▶ [EXERCISE]: Your answer should consist of the lines in the data below that contain "doubles".

================

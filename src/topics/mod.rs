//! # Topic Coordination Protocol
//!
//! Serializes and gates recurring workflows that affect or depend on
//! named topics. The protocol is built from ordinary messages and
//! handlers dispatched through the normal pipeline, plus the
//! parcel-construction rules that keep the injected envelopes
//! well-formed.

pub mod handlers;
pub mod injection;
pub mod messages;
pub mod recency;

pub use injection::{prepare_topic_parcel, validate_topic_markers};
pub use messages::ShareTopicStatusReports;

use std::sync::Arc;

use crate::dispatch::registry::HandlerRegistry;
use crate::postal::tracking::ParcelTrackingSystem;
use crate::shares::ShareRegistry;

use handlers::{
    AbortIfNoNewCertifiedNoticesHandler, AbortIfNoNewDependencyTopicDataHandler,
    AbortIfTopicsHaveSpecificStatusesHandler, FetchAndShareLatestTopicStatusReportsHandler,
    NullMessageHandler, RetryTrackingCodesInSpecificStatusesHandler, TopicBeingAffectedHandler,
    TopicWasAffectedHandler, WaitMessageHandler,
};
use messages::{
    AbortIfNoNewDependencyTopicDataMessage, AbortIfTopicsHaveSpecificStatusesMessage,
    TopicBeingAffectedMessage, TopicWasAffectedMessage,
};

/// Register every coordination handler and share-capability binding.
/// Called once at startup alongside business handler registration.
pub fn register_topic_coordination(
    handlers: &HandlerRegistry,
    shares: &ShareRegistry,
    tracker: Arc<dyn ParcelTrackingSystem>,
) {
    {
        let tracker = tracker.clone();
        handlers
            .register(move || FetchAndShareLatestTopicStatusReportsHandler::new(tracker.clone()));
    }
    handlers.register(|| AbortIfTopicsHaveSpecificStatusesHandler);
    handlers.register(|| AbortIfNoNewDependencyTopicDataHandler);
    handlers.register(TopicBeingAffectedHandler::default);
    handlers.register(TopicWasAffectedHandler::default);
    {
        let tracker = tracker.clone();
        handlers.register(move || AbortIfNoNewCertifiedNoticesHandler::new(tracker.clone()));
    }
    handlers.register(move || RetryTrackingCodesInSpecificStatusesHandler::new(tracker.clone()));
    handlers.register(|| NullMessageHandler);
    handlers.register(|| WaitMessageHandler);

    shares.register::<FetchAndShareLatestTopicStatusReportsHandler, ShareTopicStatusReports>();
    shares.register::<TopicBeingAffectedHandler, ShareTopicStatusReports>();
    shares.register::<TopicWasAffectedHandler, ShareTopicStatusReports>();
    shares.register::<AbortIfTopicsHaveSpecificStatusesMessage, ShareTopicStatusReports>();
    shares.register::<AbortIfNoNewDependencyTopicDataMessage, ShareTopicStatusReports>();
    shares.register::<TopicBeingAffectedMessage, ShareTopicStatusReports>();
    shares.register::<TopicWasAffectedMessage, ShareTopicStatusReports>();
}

================

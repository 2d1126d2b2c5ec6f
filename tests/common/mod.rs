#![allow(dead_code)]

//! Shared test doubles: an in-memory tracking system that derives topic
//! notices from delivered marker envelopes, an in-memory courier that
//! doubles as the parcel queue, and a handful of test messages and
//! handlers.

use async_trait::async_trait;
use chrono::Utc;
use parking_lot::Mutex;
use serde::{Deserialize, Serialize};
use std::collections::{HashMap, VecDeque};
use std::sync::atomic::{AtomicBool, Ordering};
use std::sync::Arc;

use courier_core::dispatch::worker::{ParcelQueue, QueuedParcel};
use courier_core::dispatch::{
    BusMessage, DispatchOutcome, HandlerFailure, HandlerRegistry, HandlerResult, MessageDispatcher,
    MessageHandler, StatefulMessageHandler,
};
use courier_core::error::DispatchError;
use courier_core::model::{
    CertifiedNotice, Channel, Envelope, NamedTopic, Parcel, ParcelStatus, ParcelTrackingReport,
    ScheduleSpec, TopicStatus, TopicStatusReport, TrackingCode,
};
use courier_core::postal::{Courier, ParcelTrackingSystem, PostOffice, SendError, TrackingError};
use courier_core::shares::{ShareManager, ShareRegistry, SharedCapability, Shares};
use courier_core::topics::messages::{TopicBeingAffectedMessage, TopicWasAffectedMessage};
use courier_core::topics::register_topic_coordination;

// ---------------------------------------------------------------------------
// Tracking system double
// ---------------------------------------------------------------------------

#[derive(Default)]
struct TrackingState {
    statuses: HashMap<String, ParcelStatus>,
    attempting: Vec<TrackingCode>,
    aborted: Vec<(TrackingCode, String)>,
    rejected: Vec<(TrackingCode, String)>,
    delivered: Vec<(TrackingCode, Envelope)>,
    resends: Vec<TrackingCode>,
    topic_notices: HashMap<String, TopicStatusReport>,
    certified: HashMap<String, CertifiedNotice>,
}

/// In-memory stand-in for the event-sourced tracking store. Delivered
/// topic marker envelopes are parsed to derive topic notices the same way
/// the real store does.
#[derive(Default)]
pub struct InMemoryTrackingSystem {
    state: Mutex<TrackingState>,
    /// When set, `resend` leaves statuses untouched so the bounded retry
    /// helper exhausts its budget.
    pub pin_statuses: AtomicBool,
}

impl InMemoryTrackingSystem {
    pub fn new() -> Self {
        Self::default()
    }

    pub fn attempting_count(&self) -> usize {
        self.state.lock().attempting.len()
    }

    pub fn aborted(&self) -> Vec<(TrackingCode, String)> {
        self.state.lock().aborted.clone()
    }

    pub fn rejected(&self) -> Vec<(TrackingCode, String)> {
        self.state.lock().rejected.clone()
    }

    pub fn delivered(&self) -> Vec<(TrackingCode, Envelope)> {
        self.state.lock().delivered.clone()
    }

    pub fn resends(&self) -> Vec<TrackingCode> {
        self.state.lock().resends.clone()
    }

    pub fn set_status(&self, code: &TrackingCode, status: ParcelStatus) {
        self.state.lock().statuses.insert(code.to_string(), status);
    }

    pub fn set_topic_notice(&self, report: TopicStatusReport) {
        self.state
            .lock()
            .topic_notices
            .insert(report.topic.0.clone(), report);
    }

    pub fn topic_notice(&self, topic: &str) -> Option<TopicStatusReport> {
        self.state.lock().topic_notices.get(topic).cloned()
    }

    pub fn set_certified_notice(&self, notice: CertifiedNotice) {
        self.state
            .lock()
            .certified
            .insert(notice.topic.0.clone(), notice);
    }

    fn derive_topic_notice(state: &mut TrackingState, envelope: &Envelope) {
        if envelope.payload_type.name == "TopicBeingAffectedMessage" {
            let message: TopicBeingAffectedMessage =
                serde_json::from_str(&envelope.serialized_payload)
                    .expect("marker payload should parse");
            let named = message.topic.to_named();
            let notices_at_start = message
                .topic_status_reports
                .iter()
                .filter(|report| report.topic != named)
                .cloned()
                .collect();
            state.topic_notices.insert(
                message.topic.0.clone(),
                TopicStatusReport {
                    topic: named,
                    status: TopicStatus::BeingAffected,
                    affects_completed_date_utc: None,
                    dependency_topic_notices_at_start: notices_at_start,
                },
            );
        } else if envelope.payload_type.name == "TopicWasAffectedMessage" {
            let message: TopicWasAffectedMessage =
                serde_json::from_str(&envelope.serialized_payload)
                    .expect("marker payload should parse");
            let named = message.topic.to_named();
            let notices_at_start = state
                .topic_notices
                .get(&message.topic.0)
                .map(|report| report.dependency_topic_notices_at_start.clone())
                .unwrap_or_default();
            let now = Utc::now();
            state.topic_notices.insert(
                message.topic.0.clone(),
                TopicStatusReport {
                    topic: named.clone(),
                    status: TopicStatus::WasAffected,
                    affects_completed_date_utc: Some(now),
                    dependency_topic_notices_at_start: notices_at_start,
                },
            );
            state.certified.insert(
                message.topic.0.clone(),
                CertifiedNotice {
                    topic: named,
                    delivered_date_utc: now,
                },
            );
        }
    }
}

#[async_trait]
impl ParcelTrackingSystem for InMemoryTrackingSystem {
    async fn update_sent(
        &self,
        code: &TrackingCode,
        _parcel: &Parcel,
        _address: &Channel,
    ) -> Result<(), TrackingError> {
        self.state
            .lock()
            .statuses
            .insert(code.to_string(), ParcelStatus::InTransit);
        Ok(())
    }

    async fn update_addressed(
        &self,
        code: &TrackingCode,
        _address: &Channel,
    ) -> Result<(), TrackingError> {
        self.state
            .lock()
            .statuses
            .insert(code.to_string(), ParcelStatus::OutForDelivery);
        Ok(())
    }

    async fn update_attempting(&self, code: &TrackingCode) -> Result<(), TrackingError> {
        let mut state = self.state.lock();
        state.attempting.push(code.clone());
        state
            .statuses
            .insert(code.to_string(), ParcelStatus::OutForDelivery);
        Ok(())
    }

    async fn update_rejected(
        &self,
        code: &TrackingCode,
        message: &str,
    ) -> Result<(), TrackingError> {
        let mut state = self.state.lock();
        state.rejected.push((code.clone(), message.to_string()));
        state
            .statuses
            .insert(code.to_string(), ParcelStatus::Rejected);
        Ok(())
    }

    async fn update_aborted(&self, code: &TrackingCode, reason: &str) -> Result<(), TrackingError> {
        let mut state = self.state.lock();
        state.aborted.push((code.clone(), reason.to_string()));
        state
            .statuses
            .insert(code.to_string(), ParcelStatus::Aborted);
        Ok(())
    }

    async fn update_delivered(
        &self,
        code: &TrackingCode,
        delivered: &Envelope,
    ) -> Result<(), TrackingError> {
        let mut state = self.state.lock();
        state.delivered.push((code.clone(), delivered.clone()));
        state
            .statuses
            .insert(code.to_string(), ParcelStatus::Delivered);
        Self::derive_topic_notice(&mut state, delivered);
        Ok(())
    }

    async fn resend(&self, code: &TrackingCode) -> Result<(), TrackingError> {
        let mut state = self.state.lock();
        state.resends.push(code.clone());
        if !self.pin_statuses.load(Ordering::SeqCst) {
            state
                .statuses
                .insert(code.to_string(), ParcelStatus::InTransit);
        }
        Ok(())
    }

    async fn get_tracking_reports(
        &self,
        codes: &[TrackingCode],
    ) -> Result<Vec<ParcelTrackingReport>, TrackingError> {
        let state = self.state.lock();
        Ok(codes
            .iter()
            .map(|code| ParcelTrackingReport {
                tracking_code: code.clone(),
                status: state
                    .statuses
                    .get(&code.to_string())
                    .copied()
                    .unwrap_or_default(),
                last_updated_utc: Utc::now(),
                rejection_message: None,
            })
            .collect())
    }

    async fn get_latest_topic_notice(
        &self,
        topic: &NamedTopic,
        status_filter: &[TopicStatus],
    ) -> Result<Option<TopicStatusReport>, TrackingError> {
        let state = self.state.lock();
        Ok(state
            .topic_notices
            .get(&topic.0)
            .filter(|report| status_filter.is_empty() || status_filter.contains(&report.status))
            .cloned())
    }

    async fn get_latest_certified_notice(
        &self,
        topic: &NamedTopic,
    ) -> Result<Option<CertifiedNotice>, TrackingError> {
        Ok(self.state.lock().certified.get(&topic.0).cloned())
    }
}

================

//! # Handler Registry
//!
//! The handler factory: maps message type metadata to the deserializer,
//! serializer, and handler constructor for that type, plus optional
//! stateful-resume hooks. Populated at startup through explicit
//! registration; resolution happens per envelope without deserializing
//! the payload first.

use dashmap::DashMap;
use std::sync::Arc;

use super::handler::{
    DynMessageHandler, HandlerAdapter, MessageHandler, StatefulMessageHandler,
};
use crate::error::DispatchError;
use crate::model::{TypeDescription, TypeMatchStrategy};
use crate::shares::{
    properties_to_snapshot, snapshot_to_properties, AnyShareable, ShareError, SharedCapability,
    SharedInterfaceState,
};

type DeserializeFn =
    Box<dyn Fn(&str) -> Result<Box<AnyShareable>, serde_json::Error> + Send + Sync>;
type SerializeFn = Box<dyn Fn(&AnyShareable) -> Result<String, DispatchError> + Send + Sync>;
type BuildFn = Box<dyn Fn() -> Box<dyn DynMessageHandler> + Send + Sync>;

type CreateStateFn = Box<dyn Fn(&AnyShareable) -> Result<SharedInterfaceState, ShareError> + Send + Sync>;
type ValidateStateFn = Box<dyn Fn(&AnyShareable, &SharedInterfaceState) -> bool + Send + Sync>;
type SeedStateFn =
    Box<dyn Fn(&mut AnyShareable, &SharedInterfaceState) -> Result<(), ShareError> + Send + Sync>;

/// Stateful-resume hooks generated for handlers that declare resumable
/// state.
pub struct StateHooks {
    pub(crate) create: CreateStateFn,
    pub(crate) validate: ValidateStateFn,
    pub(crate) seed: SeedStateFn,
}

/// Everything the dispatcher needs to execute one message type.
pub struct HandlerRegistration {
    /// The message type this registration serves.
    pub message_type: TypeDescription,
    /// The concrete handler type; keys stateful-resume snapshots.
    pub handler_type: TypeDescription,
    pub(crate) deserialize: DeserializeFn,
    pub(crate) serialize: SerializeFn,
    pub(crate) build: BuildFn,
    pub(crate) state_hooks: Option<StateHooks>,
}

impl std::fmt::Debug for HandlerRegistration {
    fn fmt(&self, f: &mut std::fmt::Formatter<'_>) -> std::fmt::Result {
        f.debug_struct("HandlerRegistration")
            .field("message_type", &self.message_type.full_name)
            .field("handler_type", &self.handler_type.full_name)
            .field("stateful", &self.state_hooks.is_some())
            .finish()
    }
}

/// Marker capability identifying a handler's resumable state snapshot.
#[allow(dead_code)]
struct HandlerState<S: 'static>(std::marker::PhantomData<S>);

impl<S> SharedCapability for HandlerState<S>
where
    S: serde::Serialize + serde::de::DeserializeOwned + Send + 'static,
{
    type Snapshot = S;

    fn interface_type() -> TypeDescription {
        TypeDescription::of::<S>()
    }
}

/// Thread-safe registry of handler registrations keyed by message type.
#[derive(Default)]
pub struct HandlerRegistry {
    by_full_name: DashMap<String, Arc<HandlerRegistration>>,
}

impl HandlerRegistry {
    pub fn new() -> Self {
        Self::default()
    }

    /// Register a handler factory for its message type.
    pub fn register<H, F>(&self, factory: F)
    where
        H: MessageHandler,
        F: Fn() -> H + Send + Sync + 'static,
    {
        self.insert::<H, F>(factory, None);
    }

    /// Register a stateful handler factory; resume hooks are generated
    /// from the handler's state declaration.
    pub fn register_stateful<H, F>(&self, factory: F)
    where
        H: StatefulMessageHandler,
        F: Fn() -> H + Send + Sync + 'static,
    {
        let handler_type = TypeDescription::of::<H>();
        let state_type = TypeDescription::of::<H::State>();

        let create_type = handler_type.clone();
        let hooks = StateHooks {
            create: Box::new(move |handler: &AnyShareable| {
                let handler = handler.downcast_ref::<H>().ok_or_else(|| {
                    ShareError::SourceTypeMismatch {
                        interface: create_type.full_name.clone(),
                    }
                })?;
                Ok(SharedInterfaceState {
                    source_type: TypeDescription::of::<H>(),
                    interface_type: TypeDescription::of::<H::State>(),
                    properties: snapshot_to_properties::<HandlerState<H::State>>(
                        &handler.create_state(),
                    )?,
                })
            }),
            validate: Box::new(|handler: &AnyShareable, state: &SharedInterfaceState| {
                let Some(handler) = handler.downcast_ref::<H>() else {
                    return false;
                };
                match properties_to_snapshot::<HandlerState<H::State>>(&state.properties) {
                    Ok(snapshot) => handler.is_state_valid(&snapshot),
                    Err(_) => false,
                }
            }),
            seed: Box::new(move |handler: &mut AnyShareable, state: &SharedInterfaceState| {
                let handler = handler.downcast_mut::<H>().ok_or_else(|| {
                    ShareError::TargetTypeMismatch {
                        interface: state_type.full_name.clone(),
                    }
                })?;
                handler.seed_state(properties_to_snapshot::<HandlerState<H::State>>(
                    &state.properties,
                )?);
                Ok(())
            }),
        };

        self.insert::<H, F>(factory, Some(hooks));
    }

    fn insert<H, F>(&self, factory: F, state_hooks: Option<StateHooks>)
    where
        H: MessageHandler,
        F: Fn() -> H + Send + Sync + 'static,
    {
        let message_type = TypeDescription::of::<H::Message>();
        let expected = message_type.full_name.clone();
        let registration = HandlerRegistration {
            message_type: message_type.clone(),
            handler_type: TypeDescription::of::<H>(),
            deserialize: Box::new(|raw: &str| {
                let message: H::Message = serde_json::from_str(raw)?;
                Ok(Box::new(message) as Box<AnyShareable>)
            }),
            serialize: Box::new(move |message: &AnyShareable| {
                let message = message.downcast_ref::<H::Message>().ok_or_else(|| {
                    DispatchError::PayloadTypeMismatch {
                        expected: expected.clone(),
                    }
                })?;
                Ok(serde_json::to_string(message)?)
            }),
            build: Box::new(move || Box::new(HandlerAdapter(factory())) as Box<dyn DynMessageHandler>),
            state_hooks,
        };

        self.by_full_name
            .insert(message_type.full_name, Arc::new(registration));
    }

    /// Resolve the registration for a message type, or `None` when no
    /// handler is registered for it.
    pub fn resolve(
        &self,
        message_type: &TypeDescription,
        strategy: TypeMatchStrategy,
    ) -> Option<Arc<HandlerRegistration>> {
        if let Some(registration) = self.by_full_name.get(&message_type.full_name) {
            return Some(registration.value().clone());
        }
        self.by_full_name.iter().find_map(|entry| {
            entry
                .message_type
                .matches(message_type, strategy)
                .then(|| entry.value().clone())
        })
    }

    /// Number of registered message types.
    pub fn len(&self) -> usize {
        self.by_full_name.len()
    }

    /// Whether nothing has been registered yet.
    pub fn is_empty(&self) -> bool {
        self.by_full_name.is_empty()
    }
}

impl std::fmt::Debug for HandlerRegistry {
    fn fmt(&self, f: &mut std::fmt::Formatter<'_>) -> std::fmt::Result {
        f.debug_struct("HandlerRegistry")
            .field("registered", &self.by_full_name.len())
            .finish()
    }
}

================

▶ [EXERCISE OUTPUT]:
//! Shared test doubles: an in-memory tracking system that derives topic
//! doubles as the parcel queue, and a handful of test messages and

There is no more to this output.